Atlas Magazine November 2012

Crisis exit

For many leaders of insurance and reinsurance companies, it is always the same story, with the same problem faced at the end of each year: how to reconcile the market realities with shareholders and authorities' requirements?

In other terms, how to remunerate shareholders without infringing the prudential rules imposed by the regulators in an economic environment where little is left for growth.

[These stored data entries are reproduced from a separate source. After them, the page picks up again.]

use clap::{Parser, Subcommand};
use std::path::{Path, PathBuf};
use std::sync::Arc;

use leviatan_bot::application::services::CommandService;
use leviatan_bot::domain::traits::{Bot, SystemClock};
use leviatan_bot::infrastructure::adapters::ConsoleAdapter;
use leviatan_bot::infrastructure::logging;
use leviatan_bot::infrastructure::storage::JsonSnapshotStore;
use leviatan_bot::{Config, Engine};

#[derive(Parser)]
#[command(name = "leviatan-bot")]
#[command(about = "Liquid democracy bot", long_about = None)]
struct Cli {
    #[command(subcommand)]
    command: Commands,

    /// Config file path
    #[arg(short, long, default_value = "config.yaml")]
    config: String,

    /// Snapshot file (overrides config)
    #[arg(short, long)]
    data_file: Option<PathBuf>,
}

#[derive(Subcommand)]
enum Commands {
    /// Start the console bot
    Run {
        /// Voter id to act as when the session starts
        #[arg(short, long)]
        user: Option<String>,
    },
    /// Show version
    Version,
    /// Generate default config
    InitConfig,
}

#[tokio::main]
async fn main() {
    let cli = Cli::parse();

    match cli.command {
        Commands::Run { user } => {
            let config = load_config(&cli.config, cli.data_file);
            if let Err(e) = logging::init(&config.logging) {
                eprintln!("Failed to initialize logging: {}", e);
                std::process::exit(1);
            }
            if let Err(e) = run_bot(config, user).await {
                tracing::error!("{}", e);
                std::process::exit(1);
            }
        }
        Commands::Version => {
            println!("leviatan-bot v{}", env!("CARGO_PKG_VERSION"));
        }
        Commands::InitConfig => {
            init_config(&cli.config);
        }
    }
}

fn load_config(config_path: &str, data_file: Option<PathBuf>) -> Config {
    let mut config = if Path::new(config_path).exists() {
        match Config::load(config_path) {
            Ok(mut config) => {
                config.apply_env();
                config
            }
            Err(e) => {
                eprintln!("Failed to load config: {}, using defaults", e);
                Config::load_env()
            }
        }
    } else {
        Config::load_env()
    };
    if let Some(path) = data_file {
        config.storage.data_file = path;
    }
    config
}

async fn run_bot(config: Config, user: Option<String>) -> Result<(), Box<dyn std::error::Error>> {
    tracing::info!("Starting {}", config.bot.name);

    let store = Arc::new(JsonSnapshotStore::new(config.storage.data_file.clone()));
    store.init().await?;
    tracing::info!("Snapshot file: {}", store.path().display());

    let name = config.bot.name.clone();
    let prefix = config.bot.prefix.clone();
    let engine = Arc::new(Engine::new(config, store, Arc::new(SystemClock)));
    engine.load().await?;

    let reaper = engine.spawn_reaper();
    let commands = Arc::new(CommandService::new(prefix, engine.clone()));
    let console = ConsoleAdapter::new(name, commands).with_user(user);

    tokio::select! {
        result = console.start() => {
            if let Err(e) = result {
                tracing::error!("Console stopped: {}", e);
            }
        }
        _ = tokio::signal::ctrl_c() => {
            tracing::info!("Interrupted");
        }
    }

    reaper.abort();
    engine.flush().await?;
    tracing::info!("State saved, bye");
    Ok(())
}

fn init_config(path: &str) {
    if Path::new(path).exists() {
        eprintln!("{} already exists, not overwriting", path);
        return;
    }
    let yaml = match Config::default().to_yaml() {
        Ok(yaml) => yaml,
        Err(e) => {
            eprintln!("Failed to render config: {}", e);
            return;
        }
    };
    match std::fs::write(path, yaml) {
        Ok(()) => println!("Config written to {}", path),
        Err(e) => eprintln!("Failed to write config: {}", e),
    }
}
//! Engine context object
//!
//! Built once at process start, loaded from the snapshot store, shared by
//! `Arc` with every front end and flushed at shutdown.

use chrono::Duration;
use std::collections::BTreeMap;
use std::sync::atomic::{AtomicU64, Ordering};
use std::sync::{Arc, Mutex};
use tokio::sync::Mutex as AsyncMutex;
use tokio::task::JoinHandle;

use crate::application::errors::{EngineResult, StorageError};
use crate::application::locks::KeyedLocks;
use crate::application::services::{
    ConstitutionService, DebateService, DelegationService, ProposalRequirements, ProposalService,
};
use crate::domain::entities::snapshot::SNAPSHOT_VERSION;
use crate::domain::entities::{
    Article, ArticleModification, ModificationResult, Proposal, ProposedArticle, Snapshot, VoteRecord,
    VoterSnapshot,
};
use crate::domain::rules::{ProposalState, Requirement, ResolvedCycle};
use crate::domain::traits::{Clock, SnapshotStore};
use crate::infrastructure::config::Config;

pub struct Engine {
    config: Config,
    store: Arc<dyn SnapshotStore>,
    state: EngineState,
    saves: SaveQueue,
}

/// Shared handles to the services, cheap to clone into background tasks
#[derive(Clone)]
struct EngineState {
    clock: Arc<dyn Clock>,
    ledger: Arc<DelegationService>,
    constitution: Arc<ConstitutionService>,
    proposals: Arc<ProposalService>,
}

impl EngineState {
    async fn snapshot(&self) -> Snapshot {
        Snapshot {
            version: SNAPSHOT_VERSION,
            saved_at: self.clock.now(),
            voters: self.ledger.export().await,
            articles: self.constitution.articles().await,
            proposals: self.proposals.list().await,
            proposal_seq: self.proposals.sequence(),
        }
    }
}

/// Serialized background writes. Snapshots are taken inside the write gate,
/// and a save whose generation was already covered by a later one is skipped.
struct SaveQueue {
    gate: Arc<AsyncMutex<u64>>,
    generation: AtomicU64,
    pending: Mutex<Vec<JoinHandle<()>>>,
    last_error: Arc<Mutex<Option<String>>>,
}

impl Engine {
    pub fn new(config: Config, store: Arc<dyn SnapshotStore>, clock: Arc<dyn Clock>) -> Self {
        let timeout = config.concurrency.lock_timeout();
        let retries = config.concurrency.lock_retries;

        let ledger = Arc::new(DelegationService::new(KeyedLocks::new("voter", timeout, retries)));
        let constitution = Arc::new(ConstitutionService::new(config.requirements.cache_ttl(), clock.clone()));
        let debate = DebateService::new(
            config.debate.required_points,
            config.debate.vote_duration(),
            clock.clone(),
        );
        let proposals = Arc::new(ProposalService::new(
            KeyedLocks::new("proposal", timeout, retries),
            constitution.clone(),
            debate,
            ledger.clone(),
            clock.clone(),
            config.proposals.voting_duration(),
            config.proposals.abandon_after(),
        ));

        Self {
            config,
            store,
            state: EngineState {
                clock,
                ledger,
                constitution,
                proposals,
            },
            saves: SaveQueue {
                gate: Arc::new(AsyncMutex::new(0)),
                generation: AtomicU64::new(0),
                pending: Mutex::new(Vec::new()),
                last_error: Arc::new(Mutex::new(None)),
            },
        }
    }

    pub fn config(&self) -> &Config {
        &self.config
    }

    /// Restores the last snapshot, then adds configured articles that are
    /// missing
    pub async fn load(&self) -> EngineResult<()> {
        if let Some(snapshot) = self.store.load().await? {
            if snapshot.version != SNAPSHOT_VERSION {
                tracing::warn!(
                    "Snapshot version {} differs from {}, loading anyway",
                    snapshot.version,
                    SNAPSHOT_VERSION
                );
            }
            tracing::info!(
                "Loaded snapshot from {}: {} voters, {} articles, {} proposals",
                snapshot.saved_at,
                snapshot.voters.len(),
                snapshot.articles.len(),
                snapshot.proposals.len()
            );
            self.state.ledger.restore(snapshot.voters).await;
            self.state.constitution.restore(snapshot.articles).await;
            self.state.proposals.restore(snapshot.proposals, snapshot.proposal_seq).await;
        } else {
            tracing::info!("No snapshot found, starting empty");
        }

        let seeded = self.state.constitution.seed(&self.config.constitution.articles).await?;
        if seeded > 0 {
            tracing::info!("Seeded {} articles from configuration", seeded);
            self.persist();
        }
        Ok(())
    }

    pub async fn snapshot(&self) -> Snapshot {
        self.state.snapshot().await
    }

    /// Waits for queued saves, then writes the current state and reports the
    /// outcome
    pub async fn flush(&self) -> EngineResult<()> {
        let pending: Vec<JoinHandle<()>> = {
            let mut pending = self.saves.pending.lock().unwrap_or_else(|e| e.into_inner());
            pending.drain(..).collect()
        };
        for handle in pending {
            if let Err(e) = handle.await {
                tracing::error!("Save task failed: {}", e);
            }
        }

        let generation = self.saves.generation.fetch_add(1, Ordering::SeqCst) + 1;
        let mut written = self.saves.gate.lock().await;
        let snapshot = self.state.snapshot().await;
        if let Err(e) = self.store.save(&snapshot).await {
            tracing::error!("Failed to flush snapshot: {}", e);
            *self.saves.last_error.lock().unwrap_or_else(|e| e.into_inner()) = Some(e.to_string());
            return Err(e.into());
        }
        *written = generation;
        *self.saves.last_error.lock().unwrap_or_else(|e| e.into_inner()) = None;
        tracing::debug!("Snapshot flushed");
        Ok(())
    }

    /// Message of the most recent failed save or flush, cleared by the
    /// next successful one
    pub fn last_save_error(&self) -> Option<String> {
        self.saves.last_error.lock().unwrap_or_else(|e| e.into_inner()).clone()
    }

    /// Queues a background save of the current state
    fn persist(&self) {
        let generation = self.saves.generation.fetch_add(1, Ordering::SeqCst) + 1;
        let handle = tokio::spawn(write_snapshot(
            self.state.clone(),
            self.store.clone(),
            self.saves.gate.clone(),
            self.saves.last_error.clone(),
            generation,
        ));

        let mut pending = self.saves.pending.lock().unwrap_or_else(|e| e.into_inner());
        pending.retain(|h| !h.is_finished());
        pending.push(handle);
    }

    // --- delegation ---

    pub async fn add_voter(&self, voter_id: &str) -> EngineResult<bool> {
        let created = self.state.ledger.add_voter(voter_id).await?;
        if created {
            self.persist();
        }
        Ok(created)
    }

    pub async fn delegate(
        &self,
        from: &str,
        to: &str,
        points: i64,
        subdelegable: bool,
    ) -> EngineResult<Vec<ResolvedCycle>> {
        let resolved = self.state.ledger.delegate(from, to, points, subdelegable).await?;
        self.persist();
        Ok(resolved)
    }

    pub async fn subdelegate(&self, from: &str, to: &str, points: i64) -> EngineResult<Vec<ResolvedCycle>> {
        let resolved = self.state.ledger.subdelegate(from, to, points).await?;
        self.persist();
        Ok(resolved)
    }

    pub async fn revoke(&self, from: &str, to: &str) -> EngineResult<i64> {
        let recovered = self.state.ledger.revoke(from, to).await?;
        self.persist();
        Ok(recovered)
    }

    pub async fn get_voter_snapshot(&self, voter_id: &str) -> Option<VoterSnapshot> {
        self.state.ledger.voter_snapshot(voter_id).await
    }

    pub async fn detect_cycles(&self, start: &str) -> Vec<Vec<String>> {
        self.state.ledger.detect_cycles(start).await
    }

    pub async fn total_delegated_under(&self, voter_id: &str) -> i64 {
        self.state.ledger.total_delegated_under(voter_id).await
    }

    pub async fn delegation_chain(&self, voter_id: &str) -> Vec<(String, i64)> {
        self.state.ledger.delegation_chain(voter_id).await
    }

    pub async fn subdelegable_by_source(&self, voter_id: &str) -> BTreeMap<String, i64> {
        self.state.ledger.subdelegable_by_source(voter_id).await
    }

    pub async fn ledger_is_consistent(&self) -> bool {
        self.state.ledger.is_consistent().await
    }

    pub async fn voter_count(&self) -> usize {
        self.state.ledger.voter_count().await
    }

    // --- constitution ---

    pub async fn get_article_requirements(&self, article_id: &str) -> EngineResult<Requirement> {
        self.state.constitution.get_article_requirements(article_id).await
    }

    pub async fn calculate_proposal_requirements(&self, article_ids: &[String]) -> ProposalRequirements {
        self.state.constitution.calculate_proposal_requirements(article_ids).await
    }

    pub async fn add_article(&self, article_id: &str, text: &str, weight: f64, baseline_voters: u64) -> EngineResult<()> {
        self.state.constitution.add_article(article_id, text, weight, baseline_voters).await?;
        self.persist();
        Ok(())
    }

    pub async fn record_vote(&self, article_id: &str, record: VoteRecord) -> EngineResult<()> {
        self.state.constitution.record_vote(article_id, record).await?;
        self.persist();
        Ok(())
    }

    pub async fn update_article_text(&self, article_id: &str, text: &str) -> EngineResult<()> {
        self.state.constitution.update_article_text(article_id, text).await?;
        self.persist();
        Ok(())
    }

    pub async fn article(&self, article_id: &str) -> Option<Article> {
        self.state.constitution.article(article_id).await
    }

    pub async fn articles(&self) -> Vec<Article> {
        self.state.constitution.articles().await
    }

    // --- proposals ---

    pub async fn create_proposal(
        &self,
        owner_id: &str,
        title: &str,
        existing: Vec<ProposedArticle>,
        new: Vec<ProposedArticle>,
    ) -> EngineResult<String> {
        let id = self.state.proposals.create_proposal(owner_id, title, existing, new).await?;
        self.persist();
        Ok(id)
    }

    pub async fn transition(&self, proposal_id: &str, target: ProposalState) -> EngineResult<()> {
        self.state.proposals.transition(proposal_id, target).await?;
        self.persist();
        Ok(())
    }

    pub async fn support(&self, proposal_id: &str, voter_id: &str) -> EngineResult<bool> {
        let added = self.state.proposals.support(proposal_id, voter_id).await?;
        if added {
            self.persist();
        }
        Ok(added)
    }

    pub async fn close_if_eligible(&self, proposal_id: &str) -> EngineResult<bool> {
        let closed = self.state.proposals.close_if_eligible(proposal_id).await?;
        if closed {
            self.persist();
        }
        Ok(closed)
    }

    pub async fn finalize(&self, proposal_id: &str) -> EngineResult<ProposalState> {
        let state = self.state.proposals.finalize(proposal_id).await?;
        self.persist();
        Ok(state)
    }

    pub async fn commit_points(
        &self,
        proposal_id: &str,
        voter_id: &str,
        group: &[String],
        points: i64,
        support: bool,
    ) -> EngineResult<()> {
        self.state.proposals
            .commit_points(proposal_id, voter_id, group, points, support)
            .await?;
        self.persist();
        Ok(())
    }

    pub async fn proposal(&self, proposal_id: &str) -> Option<Proposal> {
        self.state.proposals.get(proposal_id).await
    }

    pub async fn proposals(&self) -> Vec<Proposal> {
        self.state.proposals.list().await
    }

    // --- debate ---

    pub async fn add_modification(
        &self,
        proposal_id: &str,
        article_id: &str,
        author_id: &str,
        changes: &str,
    ) -> EngineResult<String> {
        let mod_id = self
            .state
            .proposals
            .add_modification(proposal_id, article_id, author_id, changes)
            .await?;
        self.persist();
        Ok(mod_id)
    }

    pub async fn start_modification_vote(
        &self,
        proposal_id: &str,
        mod_id: &str,
        duration: Option<Duration>,
    ) -> EngineResult<chrono::DateTime<chrono::Utc>> {
        let deadline = self
            .state
            .proposals
            .start_modification_vote(proposal_id, mod_id, duration)
            .await?;
        self.persist();
        Ok(deadline)
    }

    pub async fn vote_modification(&self, proposal_id: &str, mod_id: &str, voter_id: &str, points: i64) -> EngineResult<()> {
        self.state.proposals
            .vote_modification(proposal_id, mod_id, voter_id, points)
            .await?;
        self.persist();
        Ok(())
    }

    pub async fn modification_result(&self, proposal_id: &str, mod_id: &str) -> EngineResult<ModificationResult> {
        let (result, moved) = self.state.proposals.modification_result(proposal_id, mod_id).await?;
        if moved {
            self.persist();
        }
        Ok(result)
    }

    pub async fn add_comment(&self, proposal_id: &str, mod_id: &str, author_id: &str, content: &str) -> EngineResult<()> {
        self.state.proposals
            .add_comment(proposal_id, mod_id, author_id, content)
            .await?;
        self.persist();
        Ok(())
    }

    pub async fn article_modifications(
        &self,
        proposal_id: &str,
        article_id: &str,
    ) -> EngineResult<Vec<ArticleModification>> {
        self.state.proposals.article_modifications(proposal_id, article_id).await
    }

    // --- maintenance ---

    pub async fn reap_abandoned(&self) -> Vec<String> {
        let abandoned = self.state.proposals.reap_abandoned().await;
        if !abandoned.is_empty() {
            self.persist();
        }
        abandoned
    }

    /// Runs the abandonment sweep on the configured interval until the
    /// returned handle is aborted
    pub fn spawn_reaper(self: &Arc<Self>) -> JoinHandle<()> {
        let engine = Arc::clone(self);
        let period = self.config.proposals.reaper_interval();
        tokio::spawn(async move {
            let mut ticker = tokio::time::interval(period);
            ticker.set_missed_tick_behavior(tokio::time::MissedTickBehavior::Delay);
            loop {
                ticker.tick().await;
                let abandoned = engine.reap_abandoned().await;
                tracing::debug!("Reaper pass abandoned {} proposals", abandoned.len());
            }
        })
    }
}

async fn write_snapshot(
    state: EngineState,
    store: Arc<dyn SnapshotStore>,
    gate: Arc<AsyncMutex<u64>>,
    last_error: Arc<Mutex<Option<String>>>,
    generation: u64,
) {
    let mut written = gate.lock().await;
    if *written >= generation {
        return;
    }
    let snapshot = state.snapshot().await;
    let outcome: Result<(), StorageError> = store.save(&snapshot).await;
    let message = match outcome {
        Ok(()) => {
            *written = generation;
            None
        }
        Err(e) => {
            tracing::error!("Failed to save snapshot: {}", e);
            Some(e.to_string())
        }
    };
    *last_error.lock().unwrap_or_else(|e| e.into_inner()) = message;
}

Actually, it is in difficult times that everything seems to start moving. Despite a difficult situation, some actors did not remain inactive. They quickly managed to cope and benefit from the crisis to speed up their modernization process. It is because it managed to take prompt and courageous decisions that Scor got over the 2001-2002 crisis to stand now among the very first global reinsurers. A few years later, it is Swiss Re which was nearly crashed following the sub-prime crisis. Once more, a quick reaction was made. A radical action plan quickly restored the accounting balance. Closer to us, after a long period of hardships, some Moroccan companies managed to get reinforced and went to the conquest of the African market. Likewise in the Middle East where, despite the difficulties in Lebanon, Medgulf leaders managed to establish, over the years, one of the most powerful groups of the region.

More than ever before, the survival and development of insurance companies rests upon the analytical and response capacity of the leaders because it times of crisis, remedies are known: return to fundamentals, structural modernization, performance improvement and cost reduction.